RADWANDERN · MEDIZINISCHES
II
Vorsicht ist besser
als ein Sonnenstich
Bei praller Sonne sollte man unbedingt
mit einer Mütze fahren (ein zusammengeknotetes Tuch tut's auch),
denn ein Sonnenstich ist das Allerschlimmste.

Der stellt sich ohne Vorwarnung ein: Kopfschmerzen, Übelkeit, manchmal
sogar eine Ohnmacht. Wenn sich Kopfschmerz oder Schwindel bemerkbar machen:
Sofort im Schatten rasten! Am besten Kopf und Nacken mit einem nassen
Taschentuch kühlen! Oft kann man dann bald (aber vorsichtig) weiterfahren.

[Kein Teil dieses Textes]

//! Dead code elimination.
//!
//! Removes instructions with no side effects whose result is unused, and
//! blocks unreachable from the entry. Side-effect classification comes from
//! the opcode table; a call to a function marked `pure readonly` with an
//! unused result is eliminable.

use std::collections::HashSet;

use crate::analysis::Cfg;
use crate::error::Result;
use crate::il::block::Terminator;
use crate::il::module::Module;
use crate::il::value::{BlockId, TempId};
use crate::opt::{instr_observable, Pass, PassStats};

/// The `dce` pass
pub struct Dce;

impl Pass for Dce {
    fn name(&self) -> &'static str {
        "dce"
    }

    fn run(&mut self, module: &mut Module) -> Result<PassStats> {
        let mut stats = PassStats::new(self.name());
        for fi in 0..module.functions.len() {
            let blocks_removed = remove_unreachable_blocks(&mut module.functions[fi]);
            let instrs_removed = remove_dead_instrs(module, fi);
            stats.bump("blocks_removed", blocks_removed);
            stats.bump("instrs_removed", instrs_removed);
        }
        Ok(stats)
    }
}

fn remove_unreachable_blocks(f: &mut crate::il::function::Function) -> u64 {
    let cfg = Cfg::build(f);
    let reachable = cfg.reachable();
    if reachable.iter().all(|r| *r) {
        return 0;
    }

    // Compact the block list and remap branch targets. No reachable block
    // can branch to a dropped one, so every remap hit is valid.
    let mut remap: Vec<Option<BlockId>> = vec![None; f.blocks.len()];
    let mut next = 0u32;
    for (i, r) in reachable.iter().enumerate() {
        if *r {
            remap[i] = Some(BlockId(next));
            next += 1;
        }
    }
    let removed = (f.blocks.len() - next as usize) as u64;

    let mut keep_iter = reachable.iter();
    f.blocks.retain(|_| *keep_iter.next().unwrap());
    for b in &mut f.blocks {
        match &mut b.term {
            Some(Terminator::Br { target, .. }) => {
                *target = remap[target.index()].expect("dangling branch target");
            }
            Some(Terminator::CBr {
                then_target,
                else_target,
                ..
            }) => {
                *then_target = remap[then_target.index()].expect("dangling branch target");
                *else_target = remap[else_target.index()].expect("dangling branch target");
            }
            _ => {}
        }
    }
    removed
}

fn remove_dead_instrs(module: &mut Module, fi: usize) -> u64 {
    let f = &module.functions[fi];

    // A temp is live when something observable consumes it, directly or
    // transitively. Terminator uses (branch args, conditions, returns) are
    // always live roots.
    let mut live: HashSet<TempId> = HashSet::new();
    for b in &f.blocks {
        if let Some(term) = &b.term {
            live.extend(term.used_temps());
        }
        for i in &b.instrs {
            if instr_observable(module, i) {
                live.extend(i.used_temps());
                if let Some(d) = i.dest {
                    live.insert(d);
                }
            }
        }
    }
    loop {
        let before = live.len();
        for b in &f.blocks {
            for i in &b.instrs {
                if i.dest.is_some_and(|d| live.contains(&d)) {
                    live.extend(i.used_temps());
                }
            }
        }
        if live.len() == before {
            break;
        }
    }

    let observable: Vec<Vec<bool>> = f
        .blocks
        .iter()
        .map(|b| b.instrs.iter().map(|i| instr_observable(module, i)).collect())
        .collect();

    let mut removed = 0u64;
    let f = &mut module.functions[fi];
    for (bi, b) in f.blocks.iter_mut().enumerate() {
        let before = b.instrs.len();
        let mut ii = 0usize;
        b.instrs.retain(|i| {
            let keep = observable[bi][ii] || i.dest.is_some_and(|d| live.contains(&d));
            ii += 1;
            keep
        });
        removed += (before - b.instrs.len()) as u64;
    }
    removed
}

#[cfg(test)]
mod tests {
    use super::*;
    use crate::text::{parse_module, print_module};
    use crate::verify::verify_module;

    fn run(src: &str) -> (Module, PassStats) {
        let mut m = parse_module("test.il", src).unwrap();
        assert!(verify_module(&m).is_ok());
        let mut pass = Dce;
        let stats = pass.run(&mut m).unwrap();
        let report = verify_module(&m);
        assert!(report.is_ok(), "broken after dce: {:?}", report.errors);
        (m, stats)
    }

    #[test]
    fn test_unused_pure_instr_removed() {
        let (m, stats) = run(
            "\
func @f() -> i64 {
entry:
  %dead = add 1, 2
  %live = add 3, 4
  ret %live
}
",
        );
        assert_eq!(stats.get("instrs_removed"), 1);
        assert!(!print_module(&m).contains("%dead"));
    }

    #[test]
    fn test_transitively_dead_chain_removed() {
        let (m, stats) = run(
            "\
func @f() -> void {
entry:
  %a = add 1, 2
  %b = mul %a, 3
  %c = add %b, %a
  ret
}
",
        );
        assert_eq!(stats.get("instrs_removed"), 3);
        let _ = m;
    }

    #[test]
    fn test_stores_and_divides_survive() {
        let (m, stats) = run(
            "\
func @f() -> void {
entry:
  %p = alloca 8
  store i64, %p, 5
  %q = sdiv 1, 0
  ret
}
",
        );
        // The store is observable and the division can trap; only nothing
        // is removable here.
        assert_eq!(stats.get("instrs_removed"), 0);
        let text = print_module(&m);
        assert!(text.contains("store"));
        assert!(text.contains("sdiv"));
    }

    #[test]
    fn test_unreachable_block_removed() {
        let (m, stats) = run(
            "\
func @f() -> i64 {
entry:
  ret 1
island:
  %x = add 1, 2
  ret %x
}
",
        );
        assert_eq!(stats.get("blocks_removed"), 1);
        assert!(!print_module(&m).contains("island"));
    }

    #[test]
    fn test_pure_readonly_call_removed_when_unused() {
        let (m, stats) = run(
            "\
func @pick(%a: i64) -> i64 pure readonly {
entry:
  ret %a
}

func @main() -> i64 {
entry:
  %x = call @pick(7)
  ret 0
}
",
        );
        assert_eq!(stats.get("instrs_removed"), 1);
        assert!(!print_module(&m).contains("call @pick"));
    }

    #[test]
    fn test_extern_call_survives() {
        let (m, stats) = run(
            "\
extern @rt_print_i64(i64) -> void

func @main() -> void {
entry:
  call @rt_print_i64(9)
  ret
}
",
        );
        assert_eq!(stats.get("instrs_removed"), 0);
        assert!(print_module(&m).contains("call @rt_print_i64"));
    }
}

Überhaupt ist es ratsam, an einem heißen Tag öfter Rast
einzulegen. Dadurch kann sich der Körper, der ja auf Hochtouren arbeiten
muß, abkühlen.
Wenn man Pech hat, kann man sich an heißen
Tagen sogar unterkühlen. Das passiert besonders in bergigen Gegenden
immer wieder. Da strampelt man zäh und mühsam einen Berg hoch;
es wird einem entsetzlich heiß, man zieht aus, was nur geht. Dann
fährt man auf der anderen Seite den Berg hinunter und freut sich,
wenn der Fahrtwind so schön kühlt.
So schön? Viel zu sehr! Denn der Körper arbeitet ja beim Herunterfahren
nicht mehr angestrengt, produziert also keinen ÜberschuB an Hitze.
Dann wird der Fahrtwind, eine besonders heftige Art von Zugluft, der nackten,
schwitzenden Haut gefährlich; das kann böse Erkältungen
geben. Radfahrer, die Bescheid wissen, machen nach dem Hinauffahren oben
kurze Rast, bis der Körper etwas abgekühlt und der Schweiß
verschwunden ist.
Übrigens verbraucht der Körper zur Abkühlung viel Flüssigkeit.
Die muß auch wieder ersetzt werden. Deshalb sollte man regelmäßig
etwas trinken - allerdings nicht gerade eiskaltes Wasser.